After leaving Abrams-Rubaloff, Romano joined Special Artists, a smaller agency, and began their voice-over department. While at Special Artists, she would also direct the potential client auditions. It was during her time at Special Artists that Romano began attending some of her clients' recording sessions at Hanna–Barbera. After a short time at Special Artists, she was asked to audition at Hanna–Barbera for the position of casting director.

Hanna-Barbera
Romano joined Hanna-Barbera in 1984. While at Hanna-Barbera, a position which she served for more than five years, Romano worked on such programs as The Smurfs, The New Adventures of Jonny Quest, Pound Puppies, and the 1985 revival of The Jetsons, among others. On all of which, she worked alongside director Gordon Hunt. She also worked on Jetsons: The Movie, though she had her name removed from the credits when an executive decision resulted in Janet Waldo's already-recorded work being discarded in favor of Tiffany. Near the end of recording for Jetsons: The Movie, Romano witnessed George O'Hanlon, who voiced George Jetson, die as the result of a stroke, in the recording studio. His wife was at his side.

Romano was approached by Disney, which was developing DuckTales at the time, to audition for the position of voice director of the series. Disney was auditioning five directors that would each direct one episode, after which, they would choose a director to direct the remaining episodes. One director did the first episode, then Romano directed the second episode; it was at this time that Disney chose to stop the audition process and have Romano direct the remaining episodes. Romano directed 61 episodes of DuckTales. While serving as voice director of DuckTales, for Disney, Romano remained on staff at Hanna-Barbera, as casting director until some of the Hanna-Barbera executives chose to leave and form a new company.
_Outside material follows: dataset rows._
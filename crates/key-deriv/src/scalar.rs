//! Scalar helpers for the secp256k1 group order.

use ethnum::U256;
use secp256k1::constants::{self, SECRET_KEY_SIZE};

use crate::errors::KeyFileError;

/// The order `n` of the secp256k1 group.
pub const CURVE_ORDER: U256 = {
    let bytes = constants::CURVE_ORDER;
    let mut hi = [0u8; 16];
    let mut lo = [0u8; 16];
    let mut i = 0;
    while i < 16 {
        hi[i] = bytes[i];
        lo[i] = bytes[i + 16];
        i += 1;
    }
    U256::from_words(u128::from_be_bytes(hi), u128::from_be_bytes(lo))
};

/// Reduces `value` modulo [`CURVE_ORDER`].
pub fn reduce(value: U256) -> U256 {
    value % CURVE_ORDER
}

/// Interprets 32 big-endian bytes as an integer and reduces it modulo [`CURVE_ORDER`].
pub fn reduce_be_bytes(bytes: [u8; SECRET_KEY_SIZE]) -> U256 {
    reduce(U256::from_be_bytes(bytes))
}

/// Encodes a scalar as exactly 32 big-endian bytes; small values keep their leading zeros.
pub fn encode_scalar(value: U256) -> [u8; SECRET_KEY_SIZE] {
    value.to_be_bytes()
}

/// Left-pads a big-endian integer of at most 32 bytes to exactly 32 bytes.
pub fn left_pad(bytes: &[u8]) -> Result<[u8; SECRET_KEY_SIZE], KeyFileError> {
    if bytes.len() > SECRET_KEY_SIZE {
        return Err(KeyFileError::TooLong(bytes.len()));
    }

    let mut out = [0u8; SECRET_KEY_SIZE];
    out[SECRET_KEY_SIZE - bytes.len()..].copy_from_slice(bytes);
    Ok(out)
}

#[cfg(test)]
mod tests {
    use secp256k1::SecretKey;

    use super::*;

    #[test]
    fn reduction_wraps_at_the_order() {
        assert_eq!(reduce(CURVE_ORDER), U256::ZERO);
        assert_eq!(reduce(CURVE_ORDER + U256::new(5)), U256::new(5));
        assert_eq!(reduce(U256::MAX), U256::MAX - CURVE_ORDER);
        assert_eq!(reduce(CURVE_ORDER - U256::ONE), CURVE_ORDER - U256::ONE);
    }

    #[test]
    fn short_scalars_are_zero_padded() {
        // 30 significant bytes
        let value = U256::from_be_bytes({
            let mut b = [0x11u8; 32];
            b[0] = 0;
            b[1] = 0;
            b
        });
        let encoded = encode_scalar(value);

        assert_eq!(encoded.len(), 32);
        assert_eq!(&encoded[..2], &[0, 0]);
        assert_eq!(&encoded[2..], &[0x11; 30]);
        assert!(SecretKey::from_slice(&encoded).is_ok());

        assert_eq!(encode_scalar(U256::ONE)[31], 1);
        assert!(encode_scalar(U256::ONE)[..31].iter().all(|b| *b == 0));
    }

    #[test]
    fn left_pad_keeps_the_value() {
        let padded = left_pad(&[0xaa; 30]).unwrap();
        assert_eq!(&padded[..2], &[0, 0]);
        assert_eq!(&padded[2..], &[0xaa; 30]);

        assert_eq!(left_pad(&[]).unwrap(), [0u8; 32]);
        assert_eq!(left_pad(&[7u8; 32]).unwrap(), [7u8; 32]);
        assert!(matches!(left_pad(&[1u8; 33]), Err(KeyFileError::TooLong(33))));
    }
}
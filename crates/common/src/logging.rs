//! Provides utilities to initialize logging.
//!
//! Standard output is reserved for the tools' results, so every log line goes to standard error.
use std::{env, io};

use tracing::{info, level_filters::LevelFilter};
use tracing_subscriber::{layer::SubscriberExt, util::SubscriberInitExt, EnvFilter, Layer};

/// Environment variable name for the service label, which is appended to the
/// whoami string.
pub const SVC_LABEL_ENVVAR: &str = "NODEKEY_SVC_LABEL";

/// Configuration for the logger.
#[derive(Debug, Clone)]
pub struct LoggerConfig {
    /// The whoami string, which is used to identify the tool in logs.
    whoami: String,

    /// The level used when `RUST_LOG` is not set.
    default_level: LevelFilter,
}

impl LoggerConfig {
    /// Creates a new instance with whoami set and the default level at `INFO`.
    pub const fn new(whoami: String) -> Self {
        Self {
            whoami,
            default_level: LevelFilter::INFO,
        }
    }

    /// Creates a new instance with the whoami string set to the provided
    /// string.
    pub fn with_base_name(s: &str) -> Self {
        Self::new(get_whoami_string(s))
    }

    /// Sets the level used when `RUST_LOG` is absent.
    pub fn set_default_level(&mut self, level: LevelFilter) {
        self.default_level = level;
    }

    /// The whoami string logged on startup.
    pub fn whoami(&self) -> &str {
        &self.whoami
    }
}

impl Default for LoggerConfig {
    fn default() -> Self {
        Self::with_base_name("(nodekey)")
    }
}

/// Initializes the logging subsystem with the provided config.
pub fn init(config: LoggerConfig) {
    let filt = EnvFilter::builder()
        .with_default_directive(config.default_level.into())
        .from_env_lossy();

    let log_file = env::var("LOG_FILE").is_ok_and(|v| v == "1");
    let log_line_num = env::var("LOG_LINE_NUM").is_ok_and(|v| v == "1");

    let stderr_sub = tracing_subscriber::fmt::layer()
        .event_format(
            tracing_subscriber::fmt::format()
                .compact()
                .with_file(log_file)
                .with_line_number(log_line_num),
        )
        .with_writer(io::stderr)
        .with_filter(filt);

    tracing_subscriber::registry().with(stderr_sub).init();

    info!(whoami = %config.whoami, "logging started");
}

/// Gets the service label from the standard envvar, which should be included
/// in the whoami string.
pub fn get_service_label_from_env() -> Option<String> {
    env::var(SVC_LABEL_ENVVAR).ok()
}

/// Computes a standard whoami string.
pub fn get_whoami_string(base: &str) -> String {
    match get_service_label_from_env() {
        Some(label) => format!("{base}%{label}"),
        None => base.to_owned(),
    }
}

#[cfg(test)]
mod tests {
    use super::*;

    #[test]
    fn default_config_logs_at_info() {
        let config = LoggerConfig::new("nodekey-test".to_string());
        assert_eq!(config.default_level, LevelFilter::INFO);
        assert_eq!(config.whoami(), "nodekey-test");
    }

    #[test]
    fn default_level_can_be_lowered() {
        let mut config = LoggerConfig::new("nodekey-test".to_string());
        config.set_default_level(LevelFilter::WARN);
        assert_eq!(config.default_level, LevelFilter::WARN);
    }
}
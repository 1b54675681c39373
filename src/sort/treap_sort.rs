use crate::treap::{IntoIter, Iter, Treap};
use rand::Rng;
use rand::XorShiftRng;

/// An incremental sorter that keeps its input ordered as elements arrive.
///
/// Elements are ingested one at a time into a treap, so a sorted view of everything received so
/// far is available between any two arrivals without re-sorting. This is useful when producing
/// the input is slow and the results should already be in order while waiting. Interleaved
/// insertions and retractions are supported; each one costs expected logarithmic time.
///
/// # Examples
///
/// ```
/// use streamsort::sort::TreapSort;
///
/// let mut sorter = TreapSort::new();
/// sorter.insert(7);
/// sorter.insert(2);
/// sorter.insert(9);
/// assert_eq!(sorter.sorted_snapshot().collect::<Vec<_>>(), vec![&2, &7, &9]);
///
/// sorter.insert(1);
/// assert_eq!(sorter.sorted_snapshot().collect::<Vec<_>>(), vec![&1, &2, &7, &9]);
/// ```
pub struct TreapSort<T, R = XorShiftRng>
where
    T: Ord,
    R: Rng,
{
    treap: Treap<T, R>,
}

impl<T> TreapSort<T>
where
    T: Ord,
{
    /// Constructs a new, empty `TreapSort<T>`.
    ///
    /// # Examples
    ///
    /// ```
    /// use streamsort::sort::TreapSort;
    ///
    /// let sorter: TreapSort<u32> = TreapSort::new();
    /// ```
    pub fn new() -> Self {
        TreapSort {
            treap: Treap::new(),
        }
    }
}

impl<T, R> TreapSort<T, R>
where
    T: Ord,
    R: Rng,
{
    /// Constructs a new, empty sorter drawing node priorities from `rng`.
    pub fn with_rng(rng: R) -> Self {
        TreapSort {
            treap: Treap::with_rng(rng),
        }
    }

    /// Ingests a value. Duplicates are kept.
    ///
    /// # Examples
    ///
    /// ```
    /// use streamsort::sort::TreapSort;
    ///
    /// let mut sorter = TreapSort::new();
    /// sorter.insert(1);
    /// sorter.insert(1);
    /// assert_eq!(sorter.len(), 2);
    /// ```
    pub fn insert(&mut self, value: T) {
        self.treap.insert(value);
    }

    /// Retracts one occurrence of a value. Returns the removed value, or `None` if the value was
    /// never ingested or has already been retracted.
    ///
    /// # Examples
    ///
    /// ```
    /// use streamsort::sort::TreapSort;
    ///
    /// let mut sorter = TreapSort::new();
    /// sorter.insert(1);
    /// assert_eq!(sorter.remove(&1), Some(1));
    /// assert_eq!(sorter.remove(&1), None);
    /// ```
    pub fn remove(&mut self, value: &T) -> Option<T> {
        self.treap.remove(value)
    }

    /// Returns the number of values currently held.
    pub fn len(&self) -> usize {
        self.treap.len()
    }

    /// Returns `true` if no values are currently held.
    pub fn is_empty(&self) -> bool {
        self.treap.is_empty()
    }

    /// Returns the current ascending sequence of every value ingested and not retracted.
    ///
    /// Each call starts an independent fresh traversal, so snapshots may be taken at any point
    /// between arrivals.
    ///
    /// # Examples
    ///
    /// ```
    /// use streamsort::sort::TreapSort;
    ///
    /// let mut sorter = TreapSort::new();
    /// sorter.insert(2);
    /// sorter.insert(1);
    ///
    /// let mut snapshot = sorter.sorted_snapshot();
    /// assert_eq!(snapshot.next(), Some(&1));
    /// assert_eq!(snapshot.next(), Some(&2));
    /// assert_eq!(snapshot.next(), None);
    /// ```
    pub fn sorted_snapshot(&self) -> Iter<'_, T> {
        self.treap.iter()
    }

    /// Consumes the sorter and drains the held values in ascending order.
    ///
    /// # Examples
    ///
    /// ```
    /// use streamsort::sort::TreapSort;
    ///
    /// let mut sorter = TreapSort::new();
    /// sorter.insert(2);
    /// sorter.insert(1);
    /// assert_eq!(sorter.into_sorted().collect::<Vec<u32>>(), vec![1, 2]);
    /// ```
    pub fn into_sorted(self) -> IntoIter<T> {
        self.treap.into_iter()
    }
}

impl<T> Default for TreapSort<T>
where
    T: Ord,
{
    fn default() -> Self {
        Self::new()
    }
}

/// Sorts values by feeding them through a treap and draining it in ascending order.
///
/// The batch counterpart of [`TreapSort`]: every value is ingested, then the sorted sequence is
/// yielded lazily.
///
/// # Examples
///
/// ```
/// use streamsort::sort::treap_sort;
///
/// let sorted = treap_sort(vec![1, 7, 8, 0, 4, 6, 2, 3, 5]).collect::<Vec<u32>>();
/// assert_eq!(sorted, vec![0, 1, 2, 3, 4, 5, 6, 7, 8]);
/// ```
pub fn treap_sort<I>(values: I) -> IntoIter<I::Item>
where
    I: IntoIterator,
    I::Item: Ord,
{
    values.into_iter().collect::<Treap<_>>().into_iter()
}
Knowing she would not be able to direct in this new company, Romano chose to become a freelance director.

Freelance directing

1989–2000

Romano became a freelance casting and voice director in 1989. The first series she worked for, which was made for Warner Brothers, was Tiny Toon Adventures in 1990. That was followed by Batman: The Animated Series and The Plucky Duck Show in 1992; Animaniacs in 1993; Pinky and the Brain, The Sylvester & Tweety Mysteries and Freakazoid in 1995; Superman: The Animated Series and Road Rovers in 1996; The New Batman Adventures in 1997; Histeria! and Pinky, Elmyra & the Brain in 1998; and Batman Beyond in 1999; all for Warner Bros. She was also a voice director briefly for Bonkers in 1994. At the same time, Romano directed the first season of the first ever all-CGI series, ReBoot, however the position was taken over by Michael Donovan for the remainder of the show.

In addition to series, Romano also voice directed many direct-to-video films, including: Tiny Toon Adventures: How I Spent My Vacation, The Land Before Time II, The Land Before Time III, The Land Before Time IV, The Land Before Time V, and Wakko's Wish.

Since 2000
Since 2000, Romano has served as casting, and voice director for series, including; Justice League, Teen Titans, Avatar: The Last Airbender, The Batman, SpongeBob SquarePants, Ben 10: Alien Force, and Batman: The Brave and the Bold.

She has also done the DC Comics direct-to-video films, including: Superman: Doomsday, Justice League: The New Frontier, Batman: Gotham Knight, Wonder Woman, Green Lantern: First Flight, Justice League: Crisis on Two Earths, Batman: Under the Red Hood, and Batman: Year One.

Video games
On video games, Romano has stated, "On video games I only do special ones because video games tend to become recording 150 different 'oofs,' 20 different strangulation sounds... they aren't challenging to me and they are taxing on an actor's voice." Romano did her first voice direction of a video game on 1999's Descent 3. She later worked on Animaniacs Splat Ball, in 1999; Floigan Bros. and Batman: Vengeance, in 2001; Teen Titans, in 2005; Diablo III, in 2008; and Batman: The Brave and the Bold – The Videogame and StarCraft II: Wings of Liberty, in 2010.

Voice acting
Romano's first credited voice role was in a 1992 episode of Tiny Toon Adventures. Later, she again voiced herself on a 1996 episode of Animaniacs. She has also voice-acted for the series Justice League and Teen Titans. In addition to these, Romano also played voice-roles for some of her direct-to-video films: Batman Beyond: Return of the Joker, Batman: Mystery of the Batwoman, Batman: Gotham Knight, Superman/Batman: Public Enemies, Justice League: Crisis on Two Earths, and Superman/Batman: Apocalypse. She also voiced the Batcomputer in the 2010 video game, Batman: The Brave and the Bold – The Videogame.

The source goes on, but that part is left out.